There have been a few cases recently where I have needed to keep track of an array of bits. Basically as a record to mark off when sections of something have completed. The simplest scenario is for something like a torrent file transfer. Let's say the file is made up of 100 chunks, which we can keep track of each completed chunk which was written by marking it in our bit buffer.

For example, our buffer "00000000". When the third item completes we can say "00100000", and so on. The simplest way to do this in C# would be to make an array of Booleans.
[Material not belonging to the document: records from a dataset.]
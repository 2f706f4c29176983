//! Output formatting for the CLI: header, record cards, list states.

use chrono::{DateTime, Utc};
use clap::ValueEnum;
use colored::Colorize;
use crud_core::{FieldErrors, ListView, Product, Resource, User};
use serde::Serialize;

/// Output format
#[derive(Debug, Clone, Copy, PartialEq, Eq, ValueEnum, Default)]
pub enum OutputFormat {
    /// Human-readable cards
    #[default]
    Card,
    /// JSON
    Json,
}

/// Which list the app shell is showing.
#[derive(Debug, Clone, Copy, PartialEq, Eq)]
pub enum View {
    Products,
    Users,
}

/// Records that can be rendered as a card.
pub trait Card {
    fn card(&self) -> String;
}

pub fn header(current: View) -> String {
    let nav = |label: &str, view: View| {
        if view == current {
            format!("[{label}]").bold().to_string()
        } else {
            label.to_string()
        }
    };
    format!(
        "{}  {} | {}",
        "CRUD App".bold(),
        nav("Products", View::Products),
        nav("Users", View::Users)
    )
}

/// US-dollar formatting with thousands separators, e.g. `$1,234.50`.
pub fn format_price(price: f64) -> String {
    let fixed = format!("{:.2}", price.abs());
    let (whole, cents) = fixed.split_once('.').unwrap_or((fixed.as_str(), "00"));
    let mut grouped = String::with_capacity(whole.len() + whole.len() / 3);
    for (i, digit) in whole.chars().enumerate() {
        if i > 0 && (whole.len() - i) % 3 == 0 {
            grouped.push(',');
        }
        grouped.push(digit);
    }
    let sign = if price < 0.0 { "-" } else { "" };
    format!("{sign}${grouped}.{cents}")
}

pub fn format_date(at: &DateTime<Utc>) -> String {
    at.format("%-m/%-d/%Y").to_string()
}

impl Card for Product {
    fn card(&self) -> String {
        let stock = if self.in_stock {
            "In Stock".green()
        } else {
            "Out of Stock".red()
        };
        let mut lines = vec![
            format!("{}  {}", self.name.bold(), format_price(self.price)),
            format!(
                "{stock} • {} • Added {}",
                self.category,
                format_date(&self.created_at)
            ),
            self.description.clone(),
        ];
        if !self.tags.is_empty() {
            let tags: Vec<String> = self.tags.iter().map(|tag| format!("[{tag}]")).collect();
            lines.push(tags.join(" "));
        }
        lines.push(format!("id: {}", self.id).dimmed().to_string());
        lines.join("\n")
    }
}

impl Card for User {
    fn card(&self) -> String {
        [
            self.name.bold().to_string(),
            format!("Email: {}", self.email),
            format!("Member since: {}", format_date(&self.created_at)),
            format!("id: {}", self.id).dimmed().to_string(),
        ]
        .join("\n")
    }
}

fn capitalize(word: &str) -> String {
    let mut chars = word.chars();
    match chars.next() {
        Some(first) => first.to_uppercase().chain(chars).collect(),
        None => String::new(),
    }
}

pub fn empty_state<R: Resource>() -> String {
    format!(
        "{}\nGet started by adding your first {}.",
        format!("No {} Found", capitalize(R::PLURAL)).bold(),
        R::SINGULAR
    )
}

pub fn error_banner(message: &str) -> String {
    format!("{} {message}", "error:".red().bold())
}

/// One line per failing field.
pub fn field_errors(errors: &FieldErrors) -> String {
    errors
        .iter()
        .map(|(field, message)| format!("  {}: {message}", field.yellow()))
        .collect::<Vec<_>>()
        .join("\n")
}

pub fn render_record<T: Card + Serialize>(record: &T, format: OutputFormat) -> String {
    match format {
        OutputFormat::Card => record.card(),
        OutputFormat::Json => serde_json::to_string_pretty(record).unwrap_or_default(),
    }
}

/// Render a list view. `LoadFailed` and `NotLoaded` are handled by the
/// caller; they render as the banner here.
pub fn render_list<R>(view: ListView<'_, R::Record>, format: OutputFormat) -> String
where
    R: Resource,
    R::Record: Card,
{
    match (view, format) {
        (ListView::Records(records), OutputFormat::Json) => {
            serde_json::to_string_pretty(records).unwrap_or_default()
        }
        (ListView::Empty, OutputFormat::Json) => "[]".to_string(),
        (ListView::Records(records), OutputFormat::Card) => records
            .iter()
            .map(Card::card)
            .collect::<Vec<_>>()
            .join("\n\n"),
        (ListView::Empty, OutputFormat::Card) => empty_state::<R>(),
        (ListView::LoadFailed(message), _) => error_banner(message),
        (ListView::NotLoaded, _) => String::new(),
    }
}

#[cfg(test)]
mod tests {
    use super::*;
    use chrono::TimeZone;
    use crud_core::{Products, Users};
    use uuid::Uuid;

    fn plain() {
        colored::control::set_override(false);
    }

    fn product() -> Product {
        Product {
            id: Uuid::from_u128(1),
            name: "Wireless Headphones".to_string(),
            description: "Noise cancelling".to_string(),
            price: 1234.5,
            category: "Electronics".to_string(),
            tags: vec!["audio".to_string(), "wireless".to_string()],
            in_stock: false,
            created_at: Utc.with_ymd_and_hms(2024, 3, 9, 15, 0, 0).unwrap(),
        }
    }

    #[test]
    fn prices_are_grouped_and_rounded() {
        assert_eq!(format_price(1234.5), "$1,234.50");
        assert_eq!(format_price(199.99), "$199.99");
        assert_eq!(format_price(0.5), "$0.50");
        assert_eq!(format_price(1_000_000.0), "$1,000,000.00");
        assert_eq!(format_price(-12.0), "-$12.00");
    }

    #[test]
    fn product_card_shows_every_field() {
        plain();
        let card = product().card();
        assert!(card.contains("Wireless Headphones  $1,234.50"));
        assert!(card.contains("Out of Stock • Electronics • Added 3/9/2024"));
        assert!(card.contains("Noise cancelling"));
        assert!(card.contains("[audio] [wireless]"));
    }

    #[test]
    fn user_card_has_no_password_line() {
        plain();
        let user = User {
            id: Uuid::from_u128(2),
            name: "Ada".to_string(),
            email: "ada@example.com".to_string(),
            created_at: Utc.with_ymd_and_hms(2023, 12, 25, 0, 0, 0).unwrap(),
        };
        let card = user.card();
        assert!(card.contains("Email: ada@example.com"));
        assert!(card.contains("Member since: 12/25/2023"));
        assert!(!card.to_lowercase().contains("password"));
    }

    #[test]
    fn empty_list_renders_empty_state() {
        plain();
        let text = render_list::<Products>(ListView::Empty, OutputFormat::Card);
        assert_eq!(
            text,
            "No Products Found\nGet started by adding your first product."
        );
        assert_eq!(render_list::<Users>(ListView::Empty, OutputFormat::Json), "[]");
    }

    #[test]
    fn failed_load_renders_banner() {
        plain();
        let text = render_list::<Users>(ListView::LoadFailed("Failed to load users"), OutputFormat::Card);
        assert_eq!(text, "error: Failed to load users");
    }

    #[test]
    fn header_marks_current_view() {
        plain();
        assert_eq!(header(View::Users), "CRUD App  Products | [Users]");
    }

    #[test]
    fn json_record_is_parseable() {
        let text = render_record(&product(), OutputFormat::Json);
        let value: serde_json::Value = serde_json::from_str(&text).unwrap();
        assert_eq!(value["price"], 1234.5);
    }
}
This seemed like a total waste of memory to me, since Booleans in c# take up much more space than a single bit.

raw

public class ByteBitBuffer
{
    /// <summary>
    /// The binary buffer.
    /// </summary>
    private readonly byte[] bytes;

    /// <summary>
    /// Initializes a new instance of the <see cref="ByteBitBuffer"/> class.
    /// </summary>
    /// <param name="length">The length of the buffer.</param>
    public ByteBitBuffer(int length)
    {
        var len = length / 8;
        if(length % 8 != 0)
        {
            len++;
        }

        this.bytes = new byte[len];
    }

    /// <summary>
    /// Sets the value at an index.
    /// </summary>
    /// <param name="index">The index.</param>
    /// <param name="value">The value.</param>
    public void Set(int index, bool value)
    {
        byte mask = (byte)(1 << (index % 8));
        if(value)
        {
            this.bytes[index / 8] |= mask;
        }
        else
        {
            this.bytes[index / 8] &= (byte)~mask;
        }
    }

    /// <summary>
    /// Gets the value at an index.
    /// </summary>
    /// <param name="index">The index.</param>
    /// <returns>The value.</returns>
    public bool Get(int index)
    {
        return ((this.bytes[index / 8] >> (index % 8)) & 1) != 0; 
    }
}

This is what I ended up with. From a programmers perspective, this is great. I got to do everything that I love: bit manipulation and cramming as much data into as little space as possible. The real question is, how fast is this compared to the basic Boolean[] implementation.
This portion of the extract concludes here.